Read the records below and copy each line that contains "iter".

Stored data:
========================

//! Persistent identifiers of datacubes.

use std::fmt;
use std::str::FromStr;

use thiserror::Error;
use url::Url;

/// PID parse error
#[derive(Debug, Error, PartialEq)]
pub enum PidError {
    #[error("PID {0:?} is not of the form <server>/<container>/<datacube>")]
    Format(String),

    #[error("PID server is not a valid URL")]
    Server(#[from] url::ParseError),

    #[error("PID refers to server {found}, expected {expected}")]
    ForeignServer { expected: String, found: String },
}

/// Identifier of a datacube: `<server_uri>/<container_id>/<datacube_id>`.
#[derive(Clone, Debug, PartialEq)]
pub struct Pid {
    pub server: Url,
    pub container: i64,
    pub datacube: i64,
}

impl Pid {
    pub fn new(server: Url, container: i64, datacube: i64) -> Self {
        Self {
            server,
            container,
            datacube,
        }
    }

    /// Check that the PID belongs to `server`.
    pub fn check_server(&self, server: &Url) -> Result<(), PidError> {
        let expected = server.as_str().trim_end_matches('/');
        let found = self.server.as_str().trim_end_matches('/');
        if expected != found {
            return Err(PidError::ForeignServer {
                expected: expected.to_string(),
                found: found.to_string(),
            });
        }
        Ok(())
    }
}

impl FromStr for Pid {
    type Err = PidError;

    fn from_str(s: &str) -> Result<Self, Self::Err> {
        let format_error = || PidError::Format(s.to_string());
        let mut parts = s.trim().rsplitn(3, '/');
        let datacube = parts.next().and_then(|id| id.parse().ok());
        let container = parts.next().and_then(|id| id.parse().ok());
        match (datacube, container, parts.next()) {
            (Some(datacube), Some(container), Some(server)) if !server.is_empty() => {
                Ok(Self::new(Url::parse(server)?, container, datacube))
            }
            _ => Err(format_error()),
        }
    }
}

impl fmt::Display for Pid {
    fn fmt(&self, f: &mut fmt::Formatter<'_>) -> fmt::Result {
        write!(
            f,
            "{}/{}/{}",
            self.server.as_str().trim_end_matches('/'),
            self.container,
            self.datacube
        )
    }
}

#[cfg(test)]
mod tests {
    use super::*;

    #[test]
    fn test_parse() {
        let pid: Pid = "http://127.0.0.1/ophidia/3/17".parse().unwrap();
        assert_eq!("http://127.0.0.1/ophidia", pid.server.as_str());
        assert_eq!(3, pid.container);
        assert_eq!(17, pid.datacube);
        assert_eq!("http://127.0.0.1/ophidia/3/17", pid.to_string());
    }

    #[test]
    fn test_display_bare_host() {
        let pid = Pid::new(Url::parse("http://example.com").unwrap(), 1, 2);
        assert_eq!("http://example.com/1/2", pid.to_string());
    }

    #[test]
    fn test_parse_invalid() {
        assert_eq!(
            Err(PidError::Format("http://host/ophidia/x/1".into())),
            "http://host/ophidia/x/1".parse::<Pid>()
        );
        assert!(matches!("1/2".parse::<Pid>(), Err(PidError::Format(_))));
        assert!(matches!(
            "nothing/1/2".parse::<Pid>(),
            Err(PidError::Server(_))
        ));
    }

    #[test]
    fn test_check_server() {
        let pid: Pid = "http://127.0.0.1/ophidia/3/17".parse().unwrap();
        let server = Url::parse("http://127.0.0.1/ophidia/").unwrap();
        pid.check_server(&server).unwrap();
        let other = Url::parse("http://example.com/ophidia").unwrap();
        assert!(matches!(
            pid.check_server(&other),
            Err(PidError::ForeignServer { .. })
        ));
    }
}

========================

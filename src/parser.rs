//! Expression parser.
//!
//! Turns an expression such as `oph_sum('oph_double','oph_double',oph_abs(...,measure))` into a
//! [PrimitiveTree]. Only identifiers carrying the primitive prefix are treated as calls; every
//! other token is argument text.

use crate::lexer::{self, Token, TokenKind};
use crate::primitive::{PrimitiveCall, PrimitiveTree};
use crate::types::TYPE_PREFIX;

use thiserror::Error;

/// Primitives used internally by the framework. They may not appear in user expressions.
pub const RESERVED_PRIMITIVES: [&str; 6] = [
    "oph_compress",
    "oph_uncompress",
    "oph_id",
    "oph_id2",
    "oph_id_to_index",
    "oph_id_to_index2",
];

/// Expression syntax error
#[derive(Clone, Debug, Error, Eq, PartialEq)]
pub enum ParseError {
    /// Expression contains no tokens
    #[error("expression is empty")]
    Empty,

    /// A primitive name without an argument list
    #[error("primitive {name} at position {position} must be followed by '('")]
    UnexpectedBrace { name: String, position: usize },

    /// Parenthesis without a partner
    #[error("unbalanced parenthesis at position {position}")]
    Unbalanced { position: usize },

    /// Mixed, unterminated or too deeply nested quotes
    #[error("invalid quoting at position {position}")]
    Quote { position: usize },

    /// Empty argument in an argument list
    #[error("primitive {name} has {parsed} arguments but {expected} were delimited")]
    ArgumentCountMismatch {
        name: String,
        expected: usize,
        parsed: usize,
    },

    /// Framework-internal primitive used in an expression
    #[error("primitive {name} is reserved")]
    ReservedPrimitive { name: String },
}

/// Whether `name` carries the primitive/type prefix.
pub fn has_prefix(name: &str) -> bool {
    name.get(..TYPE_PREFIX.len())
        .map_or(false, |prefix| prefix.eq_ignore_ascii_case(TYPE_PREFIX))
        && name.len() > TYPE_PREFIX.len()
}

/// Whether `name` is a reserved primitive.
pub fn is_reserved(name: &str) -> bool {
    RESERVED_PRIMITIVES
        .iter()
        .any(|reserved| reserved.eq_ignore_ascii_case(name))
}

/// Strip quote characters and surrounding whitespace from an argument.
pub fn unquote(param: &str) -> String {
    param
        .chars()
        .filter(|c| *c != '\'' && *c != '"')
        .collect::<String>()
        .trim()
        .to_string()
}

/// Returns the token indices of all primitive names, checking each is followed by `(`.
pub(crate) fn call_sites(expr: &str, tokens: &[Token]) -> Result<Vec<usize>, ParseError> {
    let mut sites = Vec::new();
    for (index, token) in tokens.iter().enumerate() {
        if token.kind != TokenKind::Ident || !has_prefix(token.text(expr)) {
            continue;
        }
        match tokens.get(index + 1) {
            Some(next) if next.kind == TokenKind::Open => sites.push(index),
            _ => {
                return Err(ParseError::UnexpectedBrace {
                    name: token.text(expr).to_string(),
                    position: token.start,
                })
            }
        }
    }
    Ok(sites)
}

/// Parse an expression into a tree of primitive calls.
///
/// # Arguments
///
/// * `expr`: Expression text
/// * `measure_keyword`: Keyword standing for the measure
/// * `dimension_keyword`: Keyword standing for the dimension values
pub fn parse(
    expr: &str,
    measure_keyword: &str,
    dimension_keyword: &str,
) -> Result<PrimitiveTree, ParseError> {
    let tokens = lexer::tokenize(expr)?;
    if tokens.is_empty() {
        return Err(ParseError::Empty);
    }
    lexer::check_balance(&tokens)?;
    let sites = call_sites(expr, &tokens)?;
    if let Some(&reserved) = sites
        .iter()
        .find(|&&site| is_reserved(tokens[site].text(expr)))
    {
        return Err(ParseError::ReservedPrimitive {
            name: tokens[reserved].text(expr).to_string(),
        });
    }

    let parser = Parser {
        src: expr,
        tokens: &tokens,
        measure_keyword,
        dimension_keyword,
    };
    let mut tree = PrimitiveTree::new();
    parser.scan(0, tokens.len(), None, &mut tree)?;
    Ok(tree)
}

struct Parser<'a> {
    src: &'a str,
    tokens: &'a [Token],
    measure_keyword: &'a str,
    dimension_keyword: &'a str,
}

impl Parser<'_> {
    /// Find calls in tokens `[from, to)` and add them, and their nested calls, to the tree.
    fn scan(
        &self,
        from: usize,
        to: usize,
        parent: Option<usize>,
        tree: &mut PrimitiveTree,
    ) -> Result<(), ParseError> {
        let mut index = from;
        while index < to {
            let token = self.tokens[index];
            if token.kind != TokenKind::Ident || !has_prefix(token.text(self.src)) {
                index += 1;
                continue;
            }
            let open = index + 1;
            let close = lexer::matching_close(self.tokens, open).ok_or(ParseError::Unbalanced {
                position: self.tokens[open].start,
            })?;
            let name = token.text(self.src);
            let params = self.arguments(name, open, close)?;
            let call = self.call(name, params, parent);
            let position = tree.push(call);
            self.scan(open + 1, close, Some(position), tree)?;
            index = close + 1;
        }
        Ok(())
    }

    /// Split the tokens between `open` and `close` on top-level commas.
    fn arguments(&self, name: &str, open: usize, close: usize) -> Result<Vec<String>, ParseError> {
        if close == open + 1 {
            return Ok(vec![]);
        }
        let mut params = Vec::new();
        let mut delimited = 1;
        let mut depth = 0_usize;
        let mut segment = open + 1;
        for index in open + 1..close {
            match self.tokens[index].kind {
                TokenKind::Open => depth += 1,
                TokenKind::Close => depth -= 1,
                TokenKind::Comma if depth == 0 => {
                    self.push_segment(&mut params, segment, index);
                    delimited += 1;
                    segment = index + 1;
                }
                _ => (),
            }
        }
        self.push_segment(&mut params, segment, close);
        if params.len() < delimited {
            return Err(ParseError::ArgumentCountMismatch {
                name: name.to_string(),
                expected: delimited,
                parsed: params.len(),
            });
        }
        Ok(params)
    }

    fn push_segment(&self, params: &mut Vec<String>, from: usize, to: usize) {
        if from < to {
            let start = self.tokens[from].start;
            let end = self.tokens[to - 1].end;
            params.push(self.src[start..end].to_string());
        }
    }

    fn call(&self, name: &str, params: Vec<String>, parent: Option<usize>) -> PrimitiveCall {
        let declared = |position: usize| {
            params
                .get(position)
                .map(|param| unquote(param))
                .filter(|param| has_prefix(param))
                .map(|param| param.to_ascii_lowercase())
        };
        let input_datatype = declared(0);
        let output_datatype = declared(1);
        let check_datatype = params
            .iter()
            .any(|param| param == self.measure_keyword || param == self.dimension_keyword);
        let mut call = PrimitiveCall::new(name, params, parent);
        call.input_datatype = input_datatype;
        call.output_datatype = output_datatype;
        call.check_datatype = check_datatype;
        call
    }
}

========================

Response to this exercise:
        .iter()
    for (index, token) in tokens.iter().enumerate() {
        .iter()
            .iter()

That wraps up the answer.